Micro-VCs address a big gap in funding. Angel cheques are Rs. 10 lakhs to 1 Cr normally. VCs >$75Mn, want to write a Rs. 8 Cr+ cheque to meet their ownership targets and deploy the fund in time. Micro-VCs address this gap in funding between Rs. 1 Cr to Rs. 8 Cr.

Micro-VCs are the institutional investor for the founder, who adds substantial value and makes the Company/founders ready for the next round of funding. This is not an Optionality cheque for the micro-VC unlike receiving $1M from a $500M Fund. This is no foot-in-the door strategy and hence Partner level engagement is possible for the founders who take money from micro-VCs, which otherwise is not possible in the case of large VCs.

There is no signaling bias – if a micro-VC doesn’t participate in the next round of funding, which becomes a major issue if you have a large fund in the seed round not participating or leading the next round. Seed stage founders’ now prefer working with micro-VCs over larger funds due to their agility in decision-making, offering low-friction cheques and willingness to collaborate with other micro-VCs.

Founders’ have also realised that barring a few business models, you do not need a lot of cash when you don’t have PMF. Too much capital, sets off a string of wrong foundational decisions in company building and impairs your ability to raise the next round as well.

Multi-stage strategies have not worked in India, unlike the US and some of the ‘imported’ concepts like Power Law are US market-based concepts – which might not work in India, given the Indian market is very different from the US. You will see stage specific and sector specific expert micro-VC Funds thriving as the Indian startup ecosystem matures and finds more depth.

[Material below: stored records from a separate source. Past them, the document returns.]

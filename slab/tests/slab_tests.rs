//! End-to-end tests for the per-CPU slab cache.
//!
//! These exercise the public API the way the surrounding allocator would:
//! lazy CPU initialization through the overflow path, capacity managed by
//! grow/shrink, and maintenance through drain/shrink-other/resize.

#![cfg(not(feature = "loom"))]

use std::cell::RefCell;
use std::sync::Arc;

use percpu_slab::{
    arena, noop_overflow, noop_underflow, PerCpuSlab, Shift, VirtualCpuMode,
};

const CLASSES: usize = 4;
const CAPACITY: usize = 10;

/// Tracks backing regions so old slabs stay mapped until the test ends
/// (resize hands them back instead of freeing them).
struct TestArena {
    regions: RefCell<Vec<(usize, usize)>>,
}

impl TestArena {
    fn new() -> Self {
        Self {
            regions: RefCell::new(Vec::new()),
        }
    }

    fn alloc(&self, size: usize, _align: usize) -> *mut u8 {
        let allocation = arena::SlabsAllocation::allocate(size).expect("mmap failed");
        let (ptr, size) = allocation.into_raw();
        self.regions.borrow_mut().push((ptr as usize, size));
        ptr
    }
}

impl Drop for TestArena {
    fn drop(&mut self) {
        for &(ptr, size) in self.regions.borrow().iter() {
            unsafe { arena::free(ptr as *mut u8, size) };
        }
    }
}

fn capacity_of(_size_class: usize) -> usize {
    CAPACITY
}

fn new_slab(arena: &TestArena, shift: u8) -> PerCpuSlab<CLASSES> {
    PerCpuSlab::<CLASSES>::init(
        |size, align| arena.alloc(size, align),
        capacity_of,
        Shift::new(shift).unwrap(),
        VirtualCpuMode::Flat,
    )
    .expect("init failed")
}

/// Distinct, stable item pointers backed by leaked boxes.
fn make_items(n: usize) -> Vec<*mut u8> {
    (0..n)
        .map(|i| Box::into_raw(Box::new(i as u64)) as *mut u8)
        .collect()
}

fn free_items(items: &[*mut u8]) {
    for &item in items {
        drop(unsafe { Box::from_raw(item as *mut u64) });
    }
}

// =============================================================================
// Unit cycle
// =============================================================================

#[test]
fn test_unit_cycle() {
    let arena = TestArena::new();
    let slab = new_slab(&arena, 18);
    let cpu = slab.current_cpu();
    let size_class = 2;

    assert_eq!(slab.length(cpu, size_class), 0);
    assert_eq!(slab.capacity(cpu, size_class), 0);

    slab.init_cpu(cpu, capacity_of);

    // Still no capacity: pop underflows.
    assert!(slab.pop(size_class, noop_underflow).is_null());

    assert_eq!(slab.grow(cpu, size_class, 5, |_| CAPACITY), 5);
    assert_eq!(slab.capacity(cpu, size_class), 5);

    let items = make_items(5);
    for &item in &items {
        assert!(slab.push(size_class, item, noop_overflow));
    }
    assert_eq!(slab.length(cpu, size_class), 5);

    // LIFO: p5, p4, p3, p2, p1.
    for &expected in items.iter().rev() {
        assert_eq!(slab.pop(size_class, noop_underflow), expected);
    }
    assert_eq!(slab.length(cpu, size_class), 0);

    free_items(&items);
}

#[test]
fn test_push_pop_roundtrip() {
    let arena = TestArena::new();
    let slab = new_slab(&arena, 18);
    let cpu = slab.current_cpu();
    slab.init_cpu(cpu, capacity_of);
    slab.grow(cpu, 0, CAPACITY, |_| CAPACITY);

    let items = make_items(1);
    assert!(slab.push(0, items[0], noop_overflow));
    assert_eq!(slab.pop(0, noop_underflow), items[0]);
    free_items(&items);
}

// =============================================================================
// Handlers
// =============================================================================

#[test]
fn test_overflow_handler_decides_result() {
    let arena = TestArena::new();
    let slab = new_slab(&arena, 18);
    let cpu = slab.current_cpu();
    slab.init_cpu(cpu, capacity_of);
    // Capacity 0: every push overflows.

    let items = make_items(1);
    let mut seen = None;
    assert!(!slab.push(0, items[0], |handler_cpu, size_class, item| {
        seen = Some((handler_cpu, size_class, item));
        -1
    }));
    assert_eq!(seen, Some((cpu, 0, items[0])));

    // A non-negative handler return converts the overflow into success.
    assert!(slab.push(0, items[0], |_, _, _| 0));
    free_items(&items);
}

#[test]
fn test_underflow_handler_result_is_returned() {
    let arena = TestArena::new();
    let slab = new_slab(&arena, 18);
    let cpu = slab.current_cpu();
    slab.init_cpu(cpu, capacity_of);

    let fallback = 0xDEAD_0000usize as *mut u8;
    let got = slab.pop(3, |handler_cpu, size_class| {
        assert_eq!(handler_cpu, cpu);
        assert_eq!(size_class, 3);
        fallback
    });
    assert_eq!(got, fallback);
    // The failed pop did not disturb the header.
    assert_eq!(slab.length(cpu, 3), 0);
}
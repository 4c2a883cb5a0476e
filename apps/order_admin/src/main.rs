// apps/order_admin/src/main.rs

mod config;
mod db;
mod errors;
mod services;
mod state;
mod web;

use crate::config::{AppConfig, MailTransport};
use crate::db::{PgDirectory, PgOrderStore};
use crate::services::{BrevoMailer, LoggingMailer, StripeGateway};
use crate::state::AppState;

use actix_web::{web as actix_data, App, HttpServer};
use anyhow::Context;
use order_lifecycle::{
  BulkActionCoordinator, Mailer, NotificationDispatcher, OrderExporter, OrderStore, ReconciliationJob,
};
use sqlx::PgPool;
use std::sync::Arc;
use tracing::Level;
use tracing_subscriber::fmt::format::FmtSpan;

/// Builds the mail transport and dispatcher, or `None` when mail is disabled.
fn build_notifier(
  config: &AppConfig,
  store: Arc<dyn OrderStore>,
  directory: Arc<PgDirectory>,
) -> anyhow::Result<Option<Arc<NotificationDispatcher>>> {
  let mailer: Arc<dyn Mailer> = match config.mail_transport {
    MailTransport::Disabled => {
      tracing::warn!("MAIL_TRANSPORT is not set; bulk requests asking for shipment emails will be refused.");
      return Ok(None);
    }
    MailTransport::Mock => Arc::new(LoggingMailer::new(config.mail.sender_email.clone())),
    MailTransport::Brevo => Arc::new(BrevoMailer::new(config.mail.clone()).context("Invalid mail settings")?),
  };
  let dispatcher = NotificationDispatcher::new(
    store,
    directory.clone(),
    directory,
    mailer,
    &config.mail,
    config.notification_settings(),
  )
  .context("Invalid mail settings")?;
  Ok(Some(Arc::new(dispatcher)))
}

async fn build_state(config: Arc<AppConfig>) -> anyhow::Result<AppState> {
  let db_pool = PgPool::connect(&config.database_url)
    .await
    .context("Failed to connect to the database")?;
  tracing::info!("Successfully connected to the database.");

  if config.apply_schema {
    db::apply_schema(&db_pool).await.context("Failed to apply schema")?;
  }

  let store: Arc<dyn OrderStore> = Arc::new(PgOrderStore::new(db_pool.clone()));
  let directory = Arc::new(PgDirectory::new(db_pool));
  let gateway = Arc::new(StripeGateway::new(
    config.stripe_api_base.clone(),
    config.stripe_secret_key.clone(),
  ));

  let exporter = OrderExporter::new(directory.clone(), directory.clone());
  let reconciliation = Arc::new(ReconciliationJob::new(
    Arc::clone(&store),
    directory.clone(),
    gateway,
    exporter.clone(),
  ));
  let notifier = build_notifier(&config, Arc::clone(&store), directory.clone())?;
  let coordinator = Arc::new(BulkActionCoordinator::new(
    Arc::clone(&store),
    notifier,
    exporter.clone(),
    Arc::clone(&reconciliation),
  ));

  Ok(AppState {
    store,
    authorizer: directory,
    coordinator,
    reconciliation,
    exporter,
    config,
  })
}

#[actix_web::main]
async fn main() -> anyhow::Result<()> {
  tracing_subscriber::fmt()
    .with_max_level(Level::INFO)
    .with_env_filter(tracing_subscriber::EnvFilter::from_default_env()) // Allow RUST_LOG override
    .with_span_events(FmtSpan::CLOSE)
    .init();

  tracing::info!("Starting order admin server...");

  let app_config = Arc::new(AppConfig::from_env().context("Failed to load application configuration")?);
  let app_state = build_state(app_config.clone()).await?;

  let server_address = format!("{}:{}", app_config.server_host, app_config.server_port);
  tracing::info!("Attempting to bind server to {}...", server_address);

  HttpServer::new(move || {
    App::new()
      .app_data(actix_data::Data::new(app_state.clone()))
      .wrap(tracing_actix_web::TracingLogger::default())
      .configure(web::configure_app_routes)
  })
  .bind(&server_address)?
  .run()
  .await?;
  Ok(())
}
// src/lib.rs

//! Order lifecycle core for the storefront back-office.
//!
//! Covers the part of the shop that has real state to protect:
//!  - The order status model and its Japanese labels.
//!  - The Status Transition Engine (`transition`), which stamps ship dates.
//!  - The Notification Dispatcher (`notify`), which emails each shipment once.
//!  - The Bulk Action Coordinator (`bulk`), which applies an action to many
//!    orders and reports per-item success and failure.
//!  - The Payment Reconciliation Job (`reconcile`), an idempotent upsert of
//!    local orders from the payment provider's ledger.
//!  - CSV exports (`export`).
//!
//! Storage, users, products, payments and mail are reached through the traits
//! in `store`, `directory`, `gateway` and `mail`; the admin application wires
//! in PostgreSQL and HTTP implementations, the tests wire in `store::memory`
//! and `mock`.

pub mod bulk;
pub mod directory;
pub mod error;
pub mod export;
pub mod gateway;
pub mod mail;
pub mod mock;
pub mod model;
pub mod notify;
pub mod reconcile;
pub mod store;
pub mod transition;

// --- Re-exports for the Public API ---

pub use crate::bulk::{
  BulkAction, BulkActionCoordinator, BulkActionPayload, BulkActionReport, BulkActionRequest, FailureCode,
  ItemFailure, ItemSuccess,
};
pub use crate::directory::{Authorizer, Catalog, UserDirectory};
pub use crate::error::{GatewayError, LifecycleError, LifecycleResult, MailError, StoreError, StoreResult};
pub use crate::export::{CsvDocument, CsvExport, OrderExporter};
pub use crate::gateway::PaymentGateway;
pub use crate::mail::{MailSettings, Mailer, OutgoingEmail, SentEmail};
pub use crate::model::{
  Customer, DateRange, NewOrder, Order, OrderId, OrderItem, OrderStatus, PaymentRecord, ProductId, ProductSummary,
  ShippingAddress, UserId,
};
pub use crate::notify::{NotificationDispatcher, NotificationOutcome, NotificationReport, NotificationSettings};
pub use crate::reconcile::{ReconciliationJob, ReconciliationRun, ReconciliationSummary};
pub use crate::store::{InMemoryOrderStore, OrderFilter, OrderStore};
pub use crate::transition::{StatusTransitionEngine, Transition};
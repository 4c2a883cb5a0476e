// core/src/model/order.rs

use chrono::{DateTime, Utc};
use serde::{Deserialize, Serialize};
use sha2::{Digest, Sha256};
use std::fmt;

use super::customer::UserId;
use super::status::OrderStatus;

/// Opaque order identifier.
#[derive(Debug, Clone, PartialEq, Eq, Hash, PartialOrd, Ord, Serialize, Deserialize)]
#[serde(transparent)]
pub struct OrderId(pub String);

impl OrderId {
  pub fn new(id: impl Into<String>) -> Self {
    OrderId(id.into())
  }

  /// Fresh random id for orders created by this subsystem.
  pub fn generate() -> Self {
    OrderId(uuid::Uuid::new_v4().simple().to_string())
  }

  pub fn as_str(&self) -> &str {
    &self.0
  }
}

impl fmt::Display for OrderId {
  fn fmt(&self, f: &mut fmt::Formatter<'_>) -> fmt::Result {
    f.write_str(&self.0)
  }
}

#[derive(Debug, Clone, PartialEq, Eq, Hash, Serialize, Deserialize)]
#[serde(transparent)]
pub struct ProductId(pub String);

impl fmt::Display for ProductId {
  fn fmt(&self, f: &mut fmt::Formatter<'_>) -> fmt::Result {
    f.write_str(&self.0)
  }
}

/// Shipping address captured when the order was placed.
///
/// This is a snapshot, not a reference to the customer's profile: the customer
/// may move afterwards and the order must keep the address it shipped to.
#[derive(Debug, Clone, Default, PartialEq, Eq, Serialize, Deserialize)]
#[serde(rename_all = "camelCase")]
pub struct ShippingAddress {
  pub name: String,
  pub postal_code: String,
  pub prefecture: String,
  pub city: String,
  pub address: String,
  pub phone: String,
  pub email: String,
}

impl ShippingAddress {
  pub const UNKNOWN: &'static str = "Unknown";

  /// Address with every field set to the "Unknown" placeholder.
  pub fn unknown() -> Self {
    let u = || Self::UNKNOWN.to_string();
    ShippingAddress {
      name: u(),
      postal_code: u(),
      prefecture: u(),
      city: u(),
      address: u(),
      phone: u(),
      email: u(),
    }
  }
}

/// One purchased line. `unit_price` is the price at purchase time.
#[derive(Debug, Clone, PartialEq, Eq, Serialize, Deserialize)]
#[serde(rename_all = "camelCase")]
pub struct OrderItem {
  pub product_id: ProductId,
  pub quantity: i32,
  pub unit_price: i64,
}

impl OrderItem {
  pub fn subtotal(&self) -> i64 {
    self.unit_price * i64::from(self.quantity)
  }
}

#[derive(Debug, Clone, PartialEq, Serialize, Deserialize)]
#[serde(rename_all = "camelCase")]
pub struct Order {
  pub id: OrderId,
  pub order_number: String,
  pub status: OrderStatus,
  /// Whole yen; there are no fractional subunits.
  pub total_amount: i64,
  pub shipping_address: ShippingAddress,
  /// `None` once the customer account has been deleted; orders are never cascaded.
  pub user_id: Option<UserId>,
  pub items: Vec<OrderItem>,
  pub stripe_payment_intent_id: Option<String>,
  pub notification_sent: bool,
  pub shipped_at: Option<DateTime<Utc>>,
  pub admin_notes: Option<String>,
  pub is_deleted: bool,
  pub deleted_at: Option<DateTime<Utc>>,
  pub created_at: DateTime<Utc>,
  pub updated_at: DateTime<Utc>,
}

/// Data required to create an order. Lifecycle flags start cleared.
#[derive(Debug, Clone)]
pub struct NewOrder {
  pub order_number: String,
  pub status: OrderStatus,
  pub total_amount: i64,
  pub shipping_address: ShippingAddress,
  pub user_id: Option<UserId>,
  pub items: Vec<OrderItem>,
  pub stripe_payment_intent_id: Option<String>,
  pub created_at: DateTime<Utc>,
}

impl NewOrder {
  pub fn into_order(self, id: OrderId, now: DateTime<Utc>) -> Order {
    Order {
      id,
      order_number: self.order_number,
      status: self.status,
      total_amount: self.total_amount,
      shipping_address: self.shipping_address,
      user_id: self.user_id,
      items: self.items,
      stripe_payment_intent_id: self.stripe_payment_intent_id,
      notification_sent: false,
      shipped_at: None,
      admin_notes: None,
      is_deleted: false,
      deleted_at: None,
      created_at: self.created_at,
      updated_at: now,
    }
  }
}

/// Order number for an order backfilled from a payment record.
///
/// Uses the last eight characters of the payment id, uppercased, so the same
/// payment always yields the same number.
pub fn order_number_for_payment(payment_id: &str) -> String {
  let chars: Vec<char> = payment_id.chars().collect();
  let start = chars.len().saturating_sub(8);
  let tail: String = chars[start..].iter().collect();
  format!("ORD-{}", tail.to_uppercase())
}

/// Longer order number for a payment whose short number is already held by
/// another payment's order: the short number plus the first `digits` hex
/// digits of the SHA-256 of the full payment id.
///
/// `digits` is clamped to `2..=64`.
pub fn disambiguated_order_number(payment_id: &str, digits: usize) -> String {
  let digest = Sha256::digest(payment_id.as_bytes());
  let hex: String = digest.iter().map(|b| format!("{:02X}", b)).collect();
  let digits = digits.clamp(2, hex.len());
  format!("{}-{}", order_number_for_payment(payment_id), &hex[..digits])
}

Currently, the Indian startup ecosystem is 3rd largest in the world. India's economy is projected to grow from USD 3.75 Tn to USD 6 Tn by 2030 and overall digital economy is projected to grow from $100Bn in 2021 to $1Trillion by 2030, driven by factors like growing online domestic consumption, positive economic outlook, government stability and initiatives, and advanced digital public infrastructure.

9. As an investor, what are the top lessons you’ve learned from the successes and challenges faced by your portfolio companies?

    Lessons learned from portfolio companies’ success

  • Companies that prioritize capital efficiency and maintain a low burn rate can effectively navigate fundraising challenges during downturns. Such companies do not spend and raise a lot of capital till they see signs of PMF.
  • Building a product from first principles based on constant customer feedback always wins.
  • Pivoting fast and more importantly knowing when to pivot. Such companies do not fall for false positives.
  • Culture within the company to focus on raw numbers and data to take decisions.
  • Ability to hire and retain great talent in the team.


    Lessons learned from portfolio companies’ challenges

  • Struggling to identify effective monetization strategies early on is a signal that PMF is not happening.
  • Business models that heavily rely on high cash burn, where capital is a moat are not the right models for micro-VCs like us to invest in.
  • Founder’s inability to crack GTM is often the reason why companies die.
  • Operating in a crowded market, with low defensibility product - such companies find it tough to raise further capital
  • Throwing people at a problem instead of solving it through tech/processes never works.
  • No tech cofounder and solo founder – such companies also find it tough to scale fast.

10. What is your long-term vision for Gemba Capital? How do you envision its role in shaping India’s entrepreneurial landscape?

  • We aspire to become India’s leading seed-focused institutional fund, supporting ambitious entrepreneurs targeting large, high-growth markets. Over the next decade, we aim to invest in areas where founders can create impactful startups by addressing underserved domestic markets.

  • We will focus on nurturing our portfolio while making capital allocation decisions aimed at maximizing returns for our limited partners.

  • In the next ten years, we plan to launch another 3 flagship seed funds, taking our total to 5 funds by 2034, besides doing Continuity Funds as well. In total managing ~Rs. 4,000 Cr AUM by 2034. We aspire to be the investor of first choice for founders for early-stage deals in India's startup ecosystem.